Material provided section start

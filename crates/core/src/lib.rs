//! Shared building blocks for the planning crates.
//!
//! This crate contains **pure** primitives (no IO, no logging setup).

pub mod error;
pub mod id;
pub mod notice;

pub use error::{PlanningError, PlanningResult};
pub use id::ProductId;
pub use notice::Notice;
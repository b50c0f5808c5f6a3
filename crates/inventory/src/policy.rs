//! Order-up-to replenishment policy.
//!
//! - **Target**: `avg_weekly_demand × weeks_of_supply + safety_stock`
//! - **Order**: `max(0, round(target - current_stock))` units
//! - **Status**: Critical if at/below safety stock, else ReorderPoint if
//!   at/below the reorder point, else Healthy (first match wins)

use serde::{Deserialize, Serialize};

use stockcast_core::Notice;

use crate::money::format_money;
use crate::parameters::ProductParameters;

/// Day count shown when there is no demand to deplete the stock.
pub const NO_DEMAND_SENTINEL_DAYS: f64 = 999.0;

/// Stock position relative to the policy thresholds.
#[derive(Debug, Copy, Clone, PartialEq, Eq, Hash, Serialize, Deserialize)]
#[serde(rename_all = "snake_case")]
pub enum StockStatus {
    Critical,
    ReorderPoint,
    Healthy,
}

impl StockStatus {
    pub fn classify(current_stock: f64, safety_stock: f64, reorder_point: f64) -> Self {
        if current_stock <= safety_stock {
            StockStatus::Critical
        } else if current_stock <= reorder_point {
            StockStatus::ReorderPoint
        } else {
            StockStatus::Healthy
        }
    }
}

impl core::fmt::Display for StockStatus {
    fn fmt(&self, f: &mut core::fmt::Formatter<'_>) -> core::fmt::Result {
        let s = match self {
            StockStatus::Critical => "critical",
            StockStatus::ReorderPoint => "reorder point reached",
            StockStatus::Healthy => "healthy",
        };
        f.write_str(s)
    }
}

/// Days until an inventory event, or a guard when daily demand is zero.
#[derive(Debug, Copy, Clone, PartialEq, Serialize, Deserialize)]
#[serde(tag = "kind", content = "days", rename_all = "snake_case")]
pub enum DayEstimate {
    Days(f64),
    NoDemand,
}

impl DayEstimate {
    /// Numeric value, with [`NO_DEMAND_SENTINEL_DAYS`] standing in for the guard.
    pub fn as_days(&self) -> f64 {
        match self {
            DayEstimate::Days(d) => *d,
            DayEstimate::NoDemand => NO_DEMAND_SENTINEL_DAYS,
        }
    }

    pub fn is_guarded(&self) -> bool {
        matches!(self, DayEstimate::NoDemand)
    }
}

/// Narrative advice for a recommendation.
#[derive(Debug, Clone, PartialEq, Eq, Serialize, Deserialize)]
pub struct Advice {
    pub headline: String,
    pub lines: Vec<String>,
}

/// Result of applying the policy to a stock position.
#[derive(Debug, Clone, PartialEq, Serialize, Deserialize)]
pub struct OrderRecommendation {
    pub current_stock: u32,
    pub weeks_of_supply: u32,
    pub target_stock: f64,
    pub order_qty: u64,
    pub order_cost: f64,
    pub status: StockStatus,
    pub daily_demand: f64,
    pub days_until_stockout: DayEstimate,
    pub days_until_reorder: f64,
}

impl OrderRecommendation {
    pub fn notices(&self) -> Vec<Notice> {
        if self.days_until_stockout.is_guarded() {
            vec![Notice::division_guard("days until stockout")]
        } else {
            Vec::new()
        }
    }

    pub fn advice(&self, params: &ProductParameters) -> Advice {
        let stock = self.current_stock;
        let qty = self.order_qty;
        let cost = self.order_cost;
        match self.status {
            StockStatus::Critical => Advice {
                headline: "CRITICAL: stock below safety level".to_string(),
                lines: vec![
                    format!(
                        "Current stock ({stock} units) is at or below safety stock ({:.0} units).",
                        params.safety_stock
                    ),
                    format!("Place an urgent order of {qty} units immediately."),
                    format!("Estimated order cost: {}", format_money(cost)),
                ],
            },
            StockStatus::ReorderPoint => Advice {
                headline: "Reorder point reached".to_string(),
                lines: vec![
                    format!(
                        "Current stock ({stock} units) has reached the reorder point ({:.0} units).",
                        params.reorder_point
                    ),
                    format!(
                        "Order {qty} units now ({}-week supply).",
                        self.weeks_of_supply
                    ),
                    format!("Estimated order cost: {}", format_money(cost)),
                    format!(
                        "With {:.1} days lead time, stock arrives before depletion.",
                        params.lead_time_days
                    ),
                ],
            },
            StockStatus::Healthy => Advice {
                headline: "Stock level healthy".to_string(),
                lines: vec![
                    format!(
                        "Current stock ({stock} units) is above the reorder point ({:.0} units).",
                        params.reorder_point
                    ),
                    format!(
                        "Next reorder in approximately {:.1} days.",
                        self.days_until_reorder
                    ),
                    format!("When you reorder: {qty} units ({}).", format_money(cost)),
                    "Continue monitoring; no immediate action required.".to_string(),
                ],
            },
        }
    }
}

/// Periodic-review order-up-to policy.
#[derive(Debug, Copy, Clone, PartialEq, Eq)]
pub struct OrderUpToPolicy {
    weeks_of_supply: u32,
}

impl OrderUpToPolicy {
    pub fn new(weeks_of_supply: u32) -> Self {
        Self { weeks_of_supply }
    }

    pub fn weeks_of_supply(&self) -> u32 {
        self.weeks_of_supply
    }

    pub fn target_stock(&self, params: &ProductParameters) -> f64 {
        params.avg_weekly_demand * f64::from(self.weeks_of_supply) + params.safety_stock
    }

    pub fn order_quantity(&self, params: &ProductParameters, current_stock: u32) -> u64 {
        let gap = (self.target_stock(params) - f64::from(current_stock)).round();
        if gap > 0.0 { gap as u64 } else { 0 }
    }

    pub fn recommend(&self, params: &ProductParameters, current_stock: u32) -> OrderRecommendation {
        let stock = f64::from(current_stock);
        let order_qty = self.order_quantity(params, current_stock);
        let daily_demand = params.daily_demand();

        let days_until_stockout = if daily_demand > 0.0 {
            DayEstimate::Days(stock / daily_demand)
        } else {
            DayEstimate::NoDemand
        };

        let above_reorder = stock - params.reorder_point;
        let days_until_reorder = if daily_demand > 0.0 && above_reorder > 0.0 {
            above_reorder / daily_demand
        } else {
            0.0
        };

        OrderRecommendation {
            current_stock,
            weeks_of_supply: self.weeks_of_supply,
            target_stock: self.target_stock(params),
            order_qty,
            order_cost: order_qty as f64 * params.unit_price,
            status: StockStatus::classify(stock, params.safety_stock, params.reorder_point),
            daily_demand,
            days_until_stockout,
            days_until_reorder,
        }
    }
}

Material provided section end

== Problem statement ==
Transcribe every record exactly, keeping each line as it is.

== Response to the task ==
filename crates/core/src/lib.rs
//! Shared building blocks for the planning crates.
//!
//! This crate contains **pure** primitives (no IO, no logging setup).

pub mod error;
pub mod id;
pub mod notice;

pub use error::{PlanningError, PlanningResult};
pub use id::ProductId;
pub use notice::Notice;
repository b50c0f5808c5f6a3
filename crates/inventory/src/policy.rs
//! Order-up-to replenishment policy.
//!
//! - **Target**: `avg_weekly_demand × weeks_of_supply + safety_stock`
//! - **Order**: `max(0, round(target - current_stock))` units
//! - **Status**: Critical if at/below safety stock, else ReorderPoint if
//!   at/below the reorder point, else Healthy (first match wins)

use serde::{Deserialize, Serialize};

use stockcast_core::Notice;

use crate::money::format_money;
use crate::parameters::ProductParameters;

/// Day count shown when there is no demand to deplete the stock.
pub const NO_DEMAND_SENTINEL_DAYS: f64 = 999.0;

/// Stock position relative to the policy thresholds.
#[derive(Debug, Copy, Clone, PartialEq, Eq, Hash, Serialize, Deserialize)]
#[serde(rename_all = "snake_case")]
pub enum StockStatus {
    Critical,
    ReorderPoint,
    Healthy,
}

impl StockStatus {
    pub fn classify(current_stock: f64, safety_stock: f64, reorder_point: f64) -> Self {
        if current_stock <= safety_stock {
            StockStatus::Critical
        } else if current_stock <= reorder_point {
            StockStatus::ReorderPoint
        } else {
            StockStatus::Healthy
        }
    }
}

impl core::fmt::Display for StockStatus {
    fn fmt(&self, f: &mut core::fmt::Formatter<'_>) -> core::fmt::Result {
        let s = match self {
            StockStatus::Critical => "critical",
            StockStatus::ReorderPoint => "reorder point reached",
            StockStatus::Healthy => "healthy",
        };
        f.write_str(s)
    }
}

/// Days until an inventory event, or a guard when daily demand is zero.
#[derive(Debug, Copy, Clone, PartialEq, Serialize, Deserialize)]
#[serde(tag = "kind", content = "days", rename_all = "snake_case")]
pub enum DayEstimate {
    Days(f64),
    NoDemand,
}

impl DayEstimate {
    /// Numeric value, with [`NO_DEMAND_SENTINEL_DAYS`] standing in for the guard.
    pub fn as_days(&self) -> f64 {
        match self {
            DayEstimate::Days(d) => *d,
            DayEstimate::NoDemand => NO_DEMAND_SENTINEL_DAYS,
        }
    }

    pub fn is_guarded(&self) -> bool {
        matches!(self, DayEstimate::NoDemand)
    }
}

/// Narrative advice for a recommendation.
#[derive(Debug, Clone, PartialEq, Eq, Serialize, Deserialize)]
pub struct Advice {
    pub headline: String,
    pub lines: Vec<String>,
}

/// Result of applying the policy to a stock position.
#[derive(Debug, Clone, PartialEq, Serialize, Deserialize)]
pub struct OrderRecommendation {
    pub current_stock: u32,
    pub weeks_of_supply: u32,
    pub target_stock: f64,
    pub order_qty: u64,
    pub order_cost: f64,
    pub status: StockStatus,
    pub daily_demand: f64,
    pub days_until_stockout: DayEstimate,
    pub days_until_reorder: f64,
}

impl OrderRecommendation {
    pub fn notices(&self) -> Vec<Notice> {
        if self.days_until_stockout.is_guarded() {
            vec![Notice::division_guard("days until stockout")]
        } else {
            Vec::new()
        }
    }

    pub fn advice(&self, params: &ProductParameters) -> Advice {
        let stock = self.current_stock;
        let qty = self.order_qty;
        let cost = self.order_cost;
        match self.status {
            StockStatus::Critical => Advice {
                headline: "CRITICAL: stock below safety level".to_string(),
                lines: vec![
                    format!(
                        "Current stock ({stock} units) is at or below safety stock ({:.0} units).",
                        params.safety_stock
                    ),
                    format!("Place an urgent order of {qty} units immediately."),
                    format!("Estimated order cost: {}", format_money(cost)),
                ],
            },
            StockStatus::ReorderPoint => Advice {
                headline: "Reorder point reached".to_string(),
                lines: vec![
                    format!(
                        "Current stock ({stock} units) has reached the reorder point ({:.0} units).",
                        params.reorder_point
                    ),
                    format!(
                        "Order {qty} units now ({}-week supply).",
                        self.weeks_of_supply
                    ),
                    format!("Estimated order cost: {}", format_money(cost)),
                    format!(
                        "With {:.1} days lead time, stock arrives before depletion.",
                        params.lead_time_days
                    ),
                ],
            },
            StockStatus::Healthy => Advice {
                headline: "Stock level healthy".to_string(),
                lines: vec![
                    format!(
                        "Current stock ({stock} units) is above the reorder point ({:.0} units).",
                        params.reorder_point
                    ),
                    format!(
                        "Next reorder in approximately {:.1} days.",
                        self.days_until_reorder
                    ),
                    format!("When you reorder: {qty} units ({}).", format_money(cost)),
                    "Continue monitoring; no immediate action required.".to_string(),
                ],
            },
        }
    }
}

/// Periodic-review order-up-to policy.
#[derive(Debug, Copy, Clone, PartialEq, Eq)]
pub struct OrderUpToPolicy {
    weeks_of_supply: u32,
}

impl OrderUpToPolicy {
    pub fn new(weeks_of_supply: u32) -> Self {
        Self { weeks_of_supply }
    }

    pub fn weeks_of_supply(&self) -> u32 {
        self.weeks_of_supply
    }

    pub fn target_stock(&self, params: &ProductParameters) -> f64 {
        params.avg_weekly_demand * f64::from(self.weeks_of_supply) + params.safety_stock
    }

    pub fn order_quantity(&self, params: &ProductParameters, current_stock: u32) -> u64 {
        let gap = (self.target_stock(params) - f64::from(current_stock)).round();
        if gap > 0.0 { gap as u64 } else { 0 }
    }

    pub fn recommend(&self, params: &ProductParameters, current_stock: u32) -> OrderRecommendation {
        let stock = f64::from(current_stock);
        let order_qty = self.order_quantity(params, current_stock);
        let daily_demand = params.daily_demand();

        let days_until_stockout = if daily_demand > 0.0 {
            DayEstimate::Days(stock / daily_demand)
        } else {
            DayEstimate::NoDemand
        };

        let above_reorder = stock - params.reorder_point;
        let days_until_reorder = if daily_demand > 0.0 && above_reorder > 0.0 {
            above_reorder / daily_demand
        } else {
            0.0
        };

        OrderRecommendation {
            current_stock,
            weeks_of_supply: self.weeks_of_supply,
            target_stock: self.target_stock(params),
            order_qty,
            order_cost: order_qty as f64 * params.unit_price,
            status: StockStatus::classify(stock, params.safety_stock, params.reorder_point),
            daily_demand,
            days_until_stockout,
            days_until_reorder,
        }
    }
}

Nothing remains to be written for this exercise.